Вернуться к А.Г. Головачева. «Приют русской литературы»: Сборник статей и документов в честь 90-летия Дома-музея А.П. Чехова в Ялте

А.Г. Головачёва. «Дом Антона Павловича...»

«Ялта для меня существует только потому, что в ней есть дом Антона Павловича Чехова»1. Такую запись в книге отзывов чеховского музея в 1937 году оставил Константин Паустовский. Думается, с ним были бы согласны очень многие, побывавшие здесь на протяжении более чем столетия. Ещё в 1903 году в «Путеводителе по Крыму» как местная достопримечательность указывалась «дача А.П. Чехова, где он обычно живёт», и были помещены вид здания и портрет писателя2. В «Советском энциклопедическом словаре» статья о Ялте исчерпывалась информацией: «ЯЛТА, г. в Крымской обл., порт на Черном м<оре>. 79 т<ыс>. ж<ителей> (1978). Климатический курорт, центр курортов Южного берега Крыма. Троллейбусное сообщение с Симферополем. Дом-музей А.П. Чехова»3.

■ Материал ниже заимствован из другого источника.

//! Engine configuration and the caller-side retry policy.
//!
//! Configuration is plain data with conservative defaults. Loading it from
//! files or the environment is left to the embedding service.

use std::time::Duration;

use crate::{error::EngineError, validator::MessageLimits};

/// What happens to a key record once it is Revoked.
#[derive(Debug, Clone, Copy, PartialEq, Eq, Default)]
pub enum RevokedKeyPolicy {
    /// Keep the metadata, drop the secret. Lookups report `KeyRevoked`.
    #[default]
    Tombstone,
    /// Remove the record entirely. Lookups report `KeyNotFound`.
    Destroy,
}

/// Tunables for [`EncryptionEngine`](crate::EncryptionEngine).
#[derive(Debug, Clone, PartialEq, Eq)]
pub struct EngineConfig {
    /// How long a Retiring key keeps decrypting backlog
    pub grace_period: Duration,
    /// Age after which the Active key is due for scheduled rotation
    pub rotation_interval: Duration,
    /// Messages after which the Active key is due for rotation
    pub max_messages_per_key: u64,
    /// Body limits enforced before encryption
    pub message_limits: MessageLimits,
    /// Fate of Revoked records
    pub revoked_key_policy: RevokedKeyPolicy,
}

impl EngineConfig {
    /// Default grace period (7 days)
    pub const DEFAULT_GRACE_PERIOD: Duration = Duration::from_secs(7 * 24 * 60 * 60);

    /// Default rotation interval (24 hours)
    pub const DEFAULT_ROTATION_INTERVAL: Duration = Duration::from_secs(24 * 60 * 60);

    /// Default per-key message cap
    pub const DEFAULT_MAX_MESSAGES_PER_KEY: u64 = 10_000;
}

impl Default for EngineConfig {
    fn default() -> Self {
        Self {
            grace_period: Self::DEFAULT_GRACE_PERIOD,
            rotation_interval: Self::DEFAULT_ROTATION_INTERVAL,
            max_messages_per_key: Self::DEFAULT_MAX_MESSAGES_PER_KEY,
            message_limits: MessageLimits::default(),
            revoked_key_policy: RevokedKeyPolicy::default(),
        }
    }
}

/// Exponential backoff for callers retrying transient failures.
///
/// The engine never retries internally. A caller that gets an error with
/// [`EngineError::is_transient`] set may consult this policy:
///
/// ```
/// # use keyward_core::RetryPolicy;
/// let policy = RetryPolicy::default();
/// let mut attempt = 1;
/// while let Some(delay) = policy.backoff(attempt) {
///     // sleep(delay), then retry
///     # let _ = delay;
///     attempt += 1;
/// }
/// assert_eq!(attempt, policy.max_attempts);
/// ```
#[derive(Debug, Clone, Copy, PartialEq, Eq)]
pub struct RetryPolicy {
    /// Total attempts including the first
    pub max_attempts: u32,
    /// Delay before the second attempt
    pub initial_backoff: Duration,
    /// Upper bound on any single delay
    pub max_backoff: Duration,
}

impl Default for RetryPolicy {
    fn default() -> Self {
        Self {
            max_attempts: 5,
            initial_backoff: Duration::from_millis(50),
            max_backoff: Duration::from_secs(2),
        }
    }
}

impl RetryPolicy {
    /// Delay before the next attempt, after `attempt` attempts have failed.
    ///
    /// Doubles per attempt, capped at `max_backoff`. `None` once the budget
    /// is spent.
    pub fn backoff(&self, attempt: u32) -> Option<Duration> {
        if attempt == 0 || attempt >= self.max_attempts {
            return None;
        }

        let factor = 2u32.saturating_pow(attempt - 1);
        Some(self.initial_backoff.saturating_mul(factor).min(self.max_backoff))
    }

    /// Whether `error` is worth another attempt after `attempt` failures.
    pub fn should_retry(&self, error: &EngineError, attempt: u32) -> bool {
        error.is_transient() && self.backoff(attempt).is_some()
    }
}
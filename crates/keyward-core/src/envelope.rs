//! Ciphertext envelope and its CBOR wire encoding.
//!
//! The envelope is self-describing: it names the conversation and key version
//! it was sealed under, so a receiver can pick the right key without any
//! out-of-band coordination. Both fields are bound into the integrity tag as
//! associated data, so editing either one makes decryption fail. Callers may
//! bind extra context of their own (a message id, a sender) the same way; it
//! travels in the clear next to the ciphertext.

use keyward_crypto::{NONCE_SIZE, TAG_SIZE};
use serde::{Deserialize, Serialize};
use thiserror::Error;

use crate::validator::DEFAULT_MAX_BODY_SIZE;

/// Room for everything but the ciphertext: header fields, nonce, tag and
/// associated data.
pub const ENVELOPE_OVERHEAD: usize = 64 * 1024;

/// Largest encoded envelope accepted by [`CiphertextEnvelope::decode`].
pub const MAX_ENCODED_SIZE: usize = DEFAULT_MAX_BODY_SIZE + ENVELOPE_OVERHEAD;

/// Envelope codec errors.
#[derive(Debug, Error, Clone, PartialEq, Eq)]
pub enum EnvelopeError {
    /// CBOR encoding failed
    #[error("envelope encoding failed: {0}")]
    Encode(String),

    /// Bytes are not a valid envelope
    #[error("envelope decoding failed: {0}")]
    Decode(String),

    /// Encoded envelope exceeds the decode limit
    #[error("envelope too large: {size} bytes (max {max})")]
    TooLarge {
        /// Encoded size
        size: usize,
        /// Limit
        max: usize,
    },
}

/// Transmissible output of [`EncryptionEngine::encrypt`](crate::EncryptionEngine::encrypt).
#[derive(Debug, Clone, PartialEq, Eq, Serialize, Deserialize)]
pub struct CiphertextEnvelope {
    /// Conversation the message belongs to
    pub conversation_id: String,
    /// Version of the key it was sealed under
    pub key_version: u64,
    /// 24-byte `XChaCha20` nonce
    #[serde(with = "serde_bytes")]
    pub nonce: Vec<u8>,
    /// Encrypted body (same length as the plaintext)
    #[serde(with = "serde_bytes")]
    pub ciphertext: Vec<u8>,
    /// 16-byte Poly1305 tag
    #[serde(with = "serde_bytes")]
    pub integrity_tag: Vec<u8>,
    /// Caller context authenticated with the body but not encrypted. Empty
    /// unless sealed with
    /// [`encrypt_with_associated_data`](crate::EncryptionEngine::encrypt_with_associated_data).
    #[serde(default, skip_serializing_if = "Vec::is_empty", with = "serde_bytes")]
    pub associated_data: Vec<u8>,
}

impl CiphertextEnvelope {
    /// Whether nonce and tag have the lengths the cipher requires.
    ///
    /// A malformed envelope is still decodable; the engine reports it as a
    /// crypto failure rather than a codec error.
    pub fn is_well_formed(&self) -> bool {
        self.nonce.len() == NONCE_SIZE && self.integrity_tag.len() == TAG_SIZE
    }

    /// Encode to CBOR.
    pub fn encode(&self) -> Result<Vec<u8>, EnvelopeError> {
        let mut bytes = Vec::with_capacity(self.ciphertext.len() + 128);
        ciborium::into_writer(self, &mut bytes).map_err(|e| EnvelopeError::Encode(e.to_string()))?;
        Ok(bytes)
    }

    /// Decode from CBOR, sized for the default body limit.
    pub fn decode(bytes: &[u8]) -> Result<Self, EnvelopeError> {
        Self::decode_with_limit(bytes, DEFAULT_MAX_BODY_SIZE)
    }

    /// Decode from CBOR, accepting bodies up to `max_body_size`.
    ///
    /// Use the same limit the sending engine was configured with, otherwise
    /// large messages it accepted are refused here.
    pub fn decode_with_limit(bytes: &[u8], max_body_size: usize) -> Result<Self, EnvelopeError> {
        let max = max_body_size.saturating_add(ENVELOPE_OVERHEAD);
        if bytes.len() > max {
            return Err(EnvelopeError::TooLarge { size: bytes.len(), max });
        }

        ciborium::from_reader(bytes).map_err(|e| EnvelopeError::Decode(e.to_string()))
    }
}
//! Environment abstraction for deterministic testing.
//!
//! Decouples key lifecycle logic from system resources (time, randomness).
//! Enables deterministic simulation (manual clock, seeded RNG) and production
//! use with real system resources.

use std::{
    sync::{
        Arc, Mutex, PoisonError,
        atomic::{AtomicU64, Ordering},
    },
    time::Duration,
};

use rand::{RngCore, SeedableRng};
use rand_chacha::ChaCha20Rng;

/// Abstract environment providing wall-clock time and randomness.
///
/// # Safety
///
/// Implementations MUST guarantee:
///
/// - `random_bytes()` uses cryptographically secure entropy in production
/// - Methods are infallible except in exceptional circumstances (e.g., OS
///   entropy exhaustion)
pub trait Environment: Clone + Send + Sync + 'static {
    /// Seconds since the Unix epoch.
    ///
    /// Used for key timestamps and grace deadlines, which are persisted and
    /// must survive restarts.
    fn wall_clock_secs(&self) -> u64;

    /// Fills the provided buffer with random bytes.
    ///
    /// # Invariants
    ///
    /// - Given the same RNG seed, this produces the same sequence of bytes
    /// - Uses cryptographically secure RNG
    fn random_bytes(&self, buffer: &mut [u8]);

    /// Generates a random `u128`.
    ///
    /// Used for key identifiers.
    fn random_u128(&self) -> u128 {
        let mut bytes = [0u8; 16];
        self.random_bytes(&mut bytes);
        u128::from_be_bytes(bytes)
    }
}

/// Deterministic environment for tests and simulation.
///
/// Randomness comes from a seeded `ChaCha20` stream and time only moves when
/// [`advance`](Self::advance) is called. Clones share both, so a test can hold
/// one handle and move the clock under an engine holding another.
#[derive(Clone)]
pub struct SimEnv {
    rng: Arc<Mutex<ChaCha20Rng>>,
    clock_secs: Arc<AtomicU64>,
}

impl SimEnv {
    /// Default start time (2023-11-14T22:13:20Z).
    pub const START_SECS: u64 = 1_700_000_000;

    /// Create an environment from a seed, starting at [`Self::START_SECS`].
    pub fn with_seed(seed: u64) -> Self {
        Self {
            rng: Arc::new(Mutex::new(ChaCha20Rng::seed_from_u64(seed))),
            clock_secs: Arc::new(AtomicU64::new(Self::START_SECS)),
        }
    }

    /// Move the clock forward.
    pub fn advance(&self, duration: Duration) {
        self.clock_secs.fetch_add(duration.as_secs(), Ordering::SeqCst);
    }

    /// Set the clock. Time never moves backwards, earlier values are ignored.
    pub fn set_time(&self, secs: u64) {
        self.clock_secs.fetch_max(secs, Ordering::SeqCst);
    }
}

impl Default for SimEnv {
    fn default() -> Self {
        Self::with_seed(0)
    }
}

impl Environment for SimEnv {
    fn wall_clock_secs(&self) -> u64 {
        self.clock_secs.load(Ordering::SeqCst)
    }

    fn random_bytes(&self, buffer: &mut [u8]) {
        self.rng.lock().unwrap_or_else(PoisonError::into_inner).fill_bytes(buffer);
    }
}
//! Production Environment implementation using system time and RNG.
//!
//! `SystemEnv` is the production implementation of the Environment trait using
//! the real system clock and OS cryptographic randomness (getrandom). Truly
//! random, not reproducible.

use crate::env::Environment;

/// Production environment using the system clock and cryptographic RNG.
///
/// # Security
///
/// The RNG uses getrandom which provides OS-level cryptographic randomness
/// (e.g., /dev/urandom on Linux, `BCryptGenRandom` on Windows). Suitable for
/// key secrets, nonce suffixes and key identifiers.
///
/// # Panics
///
/// Panics if the OS RNG fails. A key engine without functioning cryptographic
/// randomness cannot operate securely, and continuing would compromise every
/// key it generates.
#[derive(Clone, Default)]
pub struct SystemEnv;

impl SystemEnv {
    /// Create a new system environment.
    #[must_use]
    pub fn new() -> Self {
        Self
    }
}

impl Environment for SystemEnv {
    #[allow(clippy::disallowed_methods)]
    fn wall_clock_secs(&self) -> u64 {
        // A clock before 1970 reads as 0, which only makes grace periods longer.
        std::time::SystemTime::now()
            .duration_since(std::time::UNIX_EPOCH)
            .map_or(0, |elapsed| elapsed.as_secs())
    }

    #[allow(clippy::expect_used)]
    fn random_bytes(&self, buffer: &mut [u8]) {
        getrandom::fill(buffer)
            .expect("invariant: OS RNG failure is unrecoverable - keys cannot be generated securely");
    }
}
//! Pre-crypto validation: message bodies and key usability.
//!
//! Both validators are pure with respect to key state. [`MessageValidator`]
//! never sees key material; [`SecurityValidator`] only sees metadata.

mod message;
mod security;

pub use message::{
    BodyEncoding, DEFAULT_MAX_BODY_SIZE, MAX_ASSOCIATED_DATA_SIZE, MessageLimits, MessageValidator,
    ValidationError,
};
pub use security::{Operation, SecurityError, SecurityValidator};
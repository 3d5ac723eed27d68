//! Fuzz target for CiphertextEnvelope::decode
//!
//! Feeds arbitrary bytes to the envelope decoder:
//! - Malformed CBOR
//! - Wrong field types and missing fields
//! - Length prefixes far larger than the input
//!
//! The decoder should NEVER panic. Anything it accepts must re-encode and
//! decode to the same envelope.

#![no_main]

use keyward_core::CiphertextEnvelope;
use libfuzzer_sys::fuzz_target;

fuzz_target!(|data: &[u8]| {
    let Ok(envelope) = CiphertextEnvelope::decode(data) else {
        return;
    };

    let encoded = envelope.encode().expect("decoded envelope must re-encode");
    let again = CiphertextEnvelope::decode(&encoded).expect("re-encoded envelope must decode");
    assert_eq!(envelope, again);
});
//! Error types for cryptographic operations

use thiserror::Error;

/// Errors from sealing and opening message bodies.
#[derive(Debug, Error, Clone, PartialEq, Eq)]
pub enum CryptoError {
    /// Key material has the wrong length
    #[error("invalid key length: expected {expected}, got {actual}")]
    InvalidKeyLength {
        /// Expected key length
        expected: usize,
        /// Actual key length
        actual: usize,
    },

    /// Nonce has the wrong length for XChaCha20
    #[error("invalid nonce length: expected {expected}, got {actual}")]
    InvalidNonceLength {
        /// Expected nonce length
        expected: usize,
        /// Actual nonce length
        actual: usize,
    },

    /// Integrity tag has the wrong length for Poly1305
    #[error("invalid tag length: expected {expected}, got {actual}")]
    InvalidTagLength {
        /// Expected tag length
        expected: usize,
        /// Actual tag length
        actual: usize,
    },

    /// Tag did not verify: ciphertext, metadata or key do not match
    #[error("authentication failed")]
    AuthenticationFailed,

    /// The cipher refused to encrypt (buffer too large for the primitive)
    #[error("encryption failed: {reason}")]
    EncryptionFailed {
        /// Reason reported for the failure
        reason: String,
    },
}

impl CryptoError {
    /// Returns true if this error means the ciphertext was tampered with or
    /// does not belong to the key.
    ///
    /// Every other variant is a malformed input, which points at a bug
    /// upstream rather than an attack on the message.
    pub fn is_integrity_failure(&self) -> bool {
        matches!(self, Self::AuthenticationFailed)
    }
}
//! Key usability and caller authorization checks.

use std::{fmt, sync::Arc};

use thiserror::Error;

use crate::{
    key::{KeyMetadata, KeyState},
    membership::Membership,
};

/// What a key is about to be used for.
#[derive(Debug, Clone, Copy, PartialEq, Eq)]
pub enum Operation {
    /// Sealing a new message
    Encrypt,
    /// Opening a received envelope
    Decrypt,
}

impl fmt::Display for Operation {
    fn fmt(&self, f: &mut fmt::Formatter<'_>) -> fmt::Result {
        f.write_str(match self {
            Self::Encrypt => "encrypt",
            Self::Decrypt => "decrypt",
        })
    }
}

/// Key or caller rejected by [`SecurityValidator`].
#[derive(Debug, Error, Clone, PartialEq, Eq)]
pub enum SecurityError {
    /// Key has been revoked
    #[error("key {conversation_id} v{version} is revoked")]
    KeyRevoked {
        /// Conversation the key belongs to
        conversation_id: String,
        /// Key version
        version: u64,
    },

    /// Retiring key is past its grace deadline
    #[error("key {conversation_id} v{version} expired at {deadline}")]
    KeyExpired {
        /// Conversation the key belongs to
        conversation_id: String,
        /// Key version
        version: u64,
        /// Grace deadline (unix seconds)
        deadline: u64,
    },

    /// Caller is not a current participant of the conversation
    #[error("{participant} is not a participant of {conversation_id}")]
    MembershipMismatch {
        /// Conversation that was accessed
        conversation_id: String,
        /// Caller identity
        participant: String,
    },

    /// Key exists but its state does not allow the operation (a Pending key,
    /// or a Retiring key asked to encrypt)
    #[error("key {conversation_id} v{version} is {state}, cannot {operation}")]
    KeyUnusable {
        /// Conversation the key belongs to
        conversation_id: String,
        /// Key version
        version: u64,
        /// Current state
        state: KeyState,
        /// Requested operation
        operation: Operation,
    },
}

/// Decides whether a key may be used for an operation and whether the caller
/// may touch the conversation at all.
///
/// Only ever sees [`KeyMetadata`], never key bytes. Membership is delegated
/// to the external [`Membership`] collaborator.
#[derive(Clone)]
pub struct SecurityValidator {
    membership: Arc<dyn Membership>,
}

impl SecurityValidator {
    /// Create a validator backed by a membership source.
    pub fn new(membership: Arc<dyn Membership>) -> Self {
        Self { membership }
    }

    /// Reject callers that are not current participants.
    pub fn check_membership(
        &self,
        participant: &str,
        conversation_id: &str,
    ) -> Result<(), SecurityError> {
        if self.membership.is_participant(conversation_id, participant) {
            Ok(())
        } else {
            Err(SecurityError::MembershipMismatch {
                conversation_id: conversation_id.to_owned(),
                participant: participant.to_owned(),
            })
        }
    }

    /// Whether `key` may be used for `operation` at `now` (unix seconds).
    ///
    /// - Encrypt: Active only
    /// - Decrypt: Active, or Retiring before its grace deadline
    /// - Revoked always fails with `KeyRevoked`
    pub fn check(
        &self,
        key: &KeyMetadata,
        operation: Operation,
        now: u64,
    ) -> Result<(), SecurityError> {
        match (key.state, operation) {
            (KeyState::Active, _) => Ok(()),
            (KeyState::Revoked, _) => Err(SecurityError::KeyRevoked {
                conversation_id: key.conversation_id.clone(),
                version: key.version,
            }),
            (KeyState::Retiring, Operation::Decrypt) => match key.grace_deadline {
                Some(deadline) if now >= deadline => Err(SecurityError::KeyExpired {
                    conversation_id: key.conversation_id.clone(),
                    version: key.version,
                    deadline,
                }),
                _ => Ok(()),
            },
            (state @ (KeyState::Pending | KeyState::Retiring), _) => {
                Err(SecurityError::KeyUnusable {
                    conversation_id: key.conversation_id.clone(),
                    version: key.version,
                    state,
                    operation,
                })
            },
        }
    }
}

impl fmt::Debug for SecurityValidator {
    fn fmt(&self, f: &mut fmt::Formatter<'_>) -> fmt::Result {
        f.debug_struct("SecurityValidator").finish_non_exhaustive()
    }
}
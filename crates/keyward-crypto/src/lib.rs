//! Keyward Cryptographic Primitives
//!
//! Building blocks for per-conversation message encryption. Functions here are
//! pure: callers supply key material, nonces and random bytes, which keeps
//! every output reproducible under test.
//!
//! # Key Lifecycle
//!
//! Each conversation owns a lineage of versioned 32-byte key secrets. A secret
//! is never handed to the cipher directly. The AEAD key is derived per
//! (conversation, version) so a secret cannot be replayed under another
//! conversation or version.
//!
//! ```text
//! Key Secret (random, per conversation version)
//!        │
//!        ▼
//! HKDF-SHA256 (conversation_id, version) → AEAD Key
//!        │
//!        ▼
//! XChaCha20-Poly1305 (nonce, AAD = conversation_id || version)
//!        │
//!        ▼
//! Ciphertext + detached 16-byte tag
//! ```
//!
//! # Security
//!
//! Confidentiality and integrity:
//! - XChaCha20-Poly1305 AEAD, tag is verified before any plaintext is released
//! - Conversation id and key version are bound as associated data
//!
//! Nonce uniqueness:
//! - Nonce = version || per-key counter || random suffix
//! - The counter never repeats for a cached key, the random suffix covers
//!   counter resets after a restart
//!
//! Memory hygiene:
//! - [`SecureBuffer`] and [`KeyMaterial`] zero themselves on drop
//! - Wipes are verified; a wipe that leaves non-zero bytes aborts the process

#![forbid(unsafe_code)]
#![deny(missing_docs)]

pub mod aead;
pub mod derivation;
pub mod error;
pub mod secure;

pub use aead::{
    NONCE_RANDOM_SIZE, NONCE_SIZE, TAG_SIZE, associated_data, build_nonce, open_in_place,
    seal_in_place,
};
pub use derivation::derive_aead_key;
pub use error::CryptoError;
pub use secure::{KEY_SIZE, KeyMaterial, SecureBuffer, WipeGuard};
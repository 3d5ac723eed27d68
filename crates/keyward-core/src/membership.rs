//! Conversation membership, as seen by this crate.
//!
//! Membership is owned by an external service. The engine only asks one
//! question of it: is this caller a current participant?

use std::{
    collections::HashMap,
    sync::{Arc, PoisonError, RwLock},
};

/// Read-only view of conversation participants.
pub trait Membership: Send + Sync {
    /// Whether `participant` currently belongs to `conversation_id`.
    fn is_participant(&self, conversation_id: &str, participant: &str) -> bool;
}

/// In-process membership table.
///
/// Participant lists are kept ordered and deduplicated. Clones share the same
/// table, so a test can remove a participant while an engine holds another
/// handle.
#[derive(Debug, Clone, Default)]
pub struct StaticMembership {
    conversations: Arc<RwLock<HashMap<String, Vec<String>>>>,
}

impl StaticMembership {
    /// Empty membership table.
    pub fn new() -> Self {
        Self::default()
    }

    /// Replace the participant set of a conversation.
    pub fn set<I, P>(&self, conversation_id: &str, participants: I)
    where
        I: IntoIterator<Item = P>,
        P: Into<String>,
    {
        let mut list: Vec<String> = participants.into_iter().map(Into::into).collect();
        list.sort();
        list.dedup();

        self.conversations
            .write()
            .unwrap_or_else(PoisonError::into_inner)
            .insert(conversation_id.to_owned(), list);
    }

    /// Add a participant. Returns false if already present.
    pub fn add(&self, conversation_id: &str, participant: &str) -> bool {
        let mut conversations = self.conversations.write().unwrap_or_else(PoisonError::into_inner);
        let list = conversations.entry(conversation_id.to_owned()).or_default();

        match list.binary_search_by(|p| p.as_str().cmp(participant)) {
            Ok(_) => false,
            Err(index) => {
                list.insert(index, participant.to_owned());
                true
            },
        }
    }

    /// Remove a participant. Returns false if they were not present.
    pub fn remove(&self, conversation_id: &str, participant: &str) -> bool {
        let mut conversations = self.conversations.write().unwrap_or_else(PoisonError::into_inner);
        let Some(list) = conversations.get_mut(conversation_id) else {
            return false;
        };

        match list.binary_search_by(|p| p.as_str().cmp(participant)) {
            Ok(index) => {
                list.remove(index);
                true
            },
            Err(_) => false,
        }
    }

    /// Current participants, ordered.
    pub fn participants(&self, conversation_id: &str) -> Vec<String> {
        self.conversations
            .read()
            .unwrap_or_else(PoisonError::into_inner)
            .get(conversation_id)
            .cloned()
            .unwrap_or_default()
    }
}

impl Membership for StaticMembership {
    fn is_participant(&self, conversation_id: &str, participant: &str) -> bool {
        self.conversations
            .read()
            .unwrap_or_else(PoisonError::into_inner)
            .get(conversation_id)
            .is_some_and(|list| list.binary_search_by(|p| p.as_str().cmp(participant)).is_ok())
    }
}

#[cfg(test)]
mod tests {
    use super::*;

    #[test]
    fn set_orders_and_dedups() {
        let membership = StaticMembership::new();
        membership.set("conv-1", ["carol", "alice", "bob", "alice"]);

        assert_eq!(membership.participants("conv-1"), vec!["alice", "bob", "carol"]);
    }

    #[test]
    fn add_and_remove() {
        let membership = StaticMembership::new();

        assert!(membership.add("conv-1", "bob"));
        assert!(membership.add("conv-1", "alice"));
        assert!(!membership.add("conv-1", "alice"));
        assert!(membership.is_participant("conv-1", "alice"));

        assert!(membership.remove("conv-1", "alice"));
        assert!(!membership.remove("conv-1", "alice"));
        assert!(!membership.is_participant("conv-1", "alice"));
        assert_eq!(membership.participants("conv-1"), vec!["bob"]);
    }

    #[test]
    fn unknown_conversation_has_no_participants() {
        let membership = StaticMembership::new();

        assert!(!membership.is_participant("nope", "alice"));
        assert!(!membership.remove("nope", "alice"));
        assert!(membership.participants("nope").is_empty());
    }

    #[test]
    fn clones_share_table() {
        let membership = StaticMembership::new();
        let handle = membership.clone();

        handle.add("conv-1", "alice");
        assert!(membership.is_participant("conv-1", "alice"));
    }
}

Чехов поселился в собственном доме на окраине Ялты в деревне Верхняя Аутка (ныне ул. Кирова, 112) 9 сентября 1899 года и прожил здесь до 1 мая 1904 года. Двухэтажное каменное здание с мезонином, возведённое по проекту архитектора Льва Николаевича Шаповалова, ялтинцы любовно называли «Белой дачей» или «домиком Чехова». При жизни хозяина сюда не раз заходили в гости или останавливались на время И. Бунин, М. Горький, А. Куприн, В. Короленко, В. Гиляровский, Ф. Шаляпин, С. Рахманинов, И. Левитан, К. Станиславский, Вл. Немирович-Данченко, артисты Московского Художественного театра и немало других знаменитых и незнаменитых людей, от местных гимназистов до почтенных академиков, от давних друзей до путешествовавших по Крыму иностранных туристов.

Впоследствии дом превратился в настоящее место паломничества для многочисленных деятелей культуры, искусства, науки и политики XX и XXI столетий. Он нашел отражение на страницах многих литературных произведений, запомнился Джеймсу Олдриджу, Джону Пристли, Полю Робсону, президентам России и Украины, интуристам со всех континентов.

На Белой даче Чехов написал пьесы «Три сестры» и «Вишнёвый сад», повесть «В овраге», рассказы «Дама с собачкой», «На святках», «Архиерей», «Невеста», более 1900 писем, отредактировал почти все тома первого собрания сочинений. Он успел подвести собственные творческие итоги, многие из которых определили дальнейшие пути развития мировой прозы, драматургии и театра.

Уезжая из Ялты за два месяца до кончины в Германии, Чехов оставил свой дом таким, каким он складывался годами: наполненным книгами, фотографиями, произведениями искусства, мебелью, одеждой, всевозможными личными вещами. Дом, казалось, ждал возвращения хозяина и оставался семейным очагом для его родных — сестры, матери, братьев с семьями. Никто специально не создавал здесь музей — и не перестраивал дом в музей: он был сохранён как последнее жилище писателя силой большой любви его близких. Сестра писателя Мария Павловна Чехова продолжала заботливо убирать и беречь те комнаты, где он жил и работал, ничего не меняя в их обстановке. Не случайно с 1920 года, когда дом получил статус государственного музея, и до наших дней разные поколения посетителей переживали в его стенах одинаковое потрясающее чувство: будто Чехов только что вышел отсюда, чтобы прогуляться вдоль берега моря, и может вернуться в любой момент.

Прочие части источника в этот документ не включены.